1970 年 39 巻 1 号 p. 51-61
カイコの脂肪体の生理機能を細胞構造の面から解明するために, 幼虫期から蛹期にいたる脂肪体細胞の変化ならびに絶食時における変化を電子顕微鏡的に観察した。
1. 食桑期の脂肪体細胞には, 電子密度の高いいわゆるリピッド様小体が多数観察され, グリコゲン顆粒は細胞質の全域に分布している。粗面小胞体およびミトコンドリアもこの時期に観察される。
2. 絶食期の脂肪体細胞においては, リピッド様小体は減少し, その電子密底も低下する。グリコゲン顆粒もまた減少し, 細胞質の各所にグリコゲン域を形成する。
3. 熟蚕期においては, 多数のリピッド様小体が観察されるが, その電子密度は低下し, グリコゲン顆粒は食桑期に比し減少している。
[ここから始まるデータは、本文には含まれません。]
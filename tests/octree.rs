use sparse_voxel_engine::engine_state::voxels::morton::{self, encode, fit_node_to_block};
use sparse_voxel_engine::engine_state::voxels::node::VoxNode;
use sparse_voxel_engine::engine_state::voxels::octree::MortonOctree;

#[test]
fn random_edits_match_a_reference_set() {
    let mut rng = fastrand::Rng::with_seed(99);
    let mut octree = MortonOctree::with_depth(6);
    let mut reference = std::collections::HashSet::new();

    for _ in 0..5000 {
        let (x, y, z) = (rng.u32(0..64), rng.u32(0..64), rng.u32(0..64));
        if rng.bool() {
            octree.add_node(VoxNode::with_texture(encode(x, y, z), 1));
            reference.insert((x, y, z));
        } else {
            let removed = octree.remove_node(x, y, z);
            assert_eq!(removed, reference.remove(&(x, y, z)));
        }
    }

    assert!(octree.is_sorted());
    assert_eq!(octree.live_node_count(), reference.len());
    for z in 0..64 {
        for y in 0..64 {
            for x in 0..64 {
                assert_eq!(octree.check_node(x, y, z), reference.contains(&(x, y, z)));
            }
        }
    }
}

#[test]
fn bulk_load_then_sort() {
    let mut rng = fastrand::Rng::with_seed(5);
    let mut octree = MortonOctree::new();
    for _ in 0..2000 {
        octree.add_orphan_node(VoxNode::new(rng.u32(0..100_000), rng.u32(1..5), 1, 1, 1));
    }
    octree.sort_leaf_nodes();
    assert!(octree.is_sorted());
}

#[test]
fn removing_a_missing_voxel_mutates_nothing() {
    let mut octree = MortonOctree::new();
    octree.add_node(VoxNode::with_texture(encode(1, 2, 3), 1));
    let before = octree.nodes().to_vec();

    assert!(!octree.remove_node(3, 2, 1));
    assert!(!octree.remove_node(2000, 0, 0));
    assert_eq!(octree.nodes(), &before[..]);
}

#[test]
fn run_fitted_to_eight_cells() {
    let mut node = VoxNode::new(encode(0, 0, 0), 10, 1, 1, 1);
    let leftover = fit_node_to_block(&mut node, 1);
    assert_eq!((node.start, node.size, leftover), (0, 8, 2));
}

#[test]
fn sub_chunk_key_is_stable_inside_the_sub_chunk() {
    let mut rng = fastrand::Rng::with_seed(3);
    for _ in 0..1000 {
        let (cx, cy, cz) = (rng.u32(0..32), rng.u32(0..32), rng.u32(0..32));
        let base = encode(cx * 32, cy * 32, cz * 32);
        let key = encode(cx * 32 + rng.u32(0..32), cy * 32 + rng.u32(0..32), cz * 32 + rng.u32(0..32));
        assert_eq!(morton::get_chunk(key), base);
    }
}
4. 蛹化直後の脂肪体細胞においては, リピッド様小体は, (1) 不定形で電子密度の高いもの, (2) 不定形で電子密度の低いもの, および (3) 類球形で電子密度の高いものの3種類が観察された。類球形の電子密度の高いリピッド様小体内にはグリコゲン顆粒が観察される。粗面小胞体およびミトコンドリアはともに減少している。また幼虫期に観察されなかったところのミエリン様の小体とグリコゲン顆粒の集合体が認められた。
5. 脂肪体細胞内のリピッド様小体とグリコゲン顆粒は, 蛹期中において密接な関係があるものと考察した。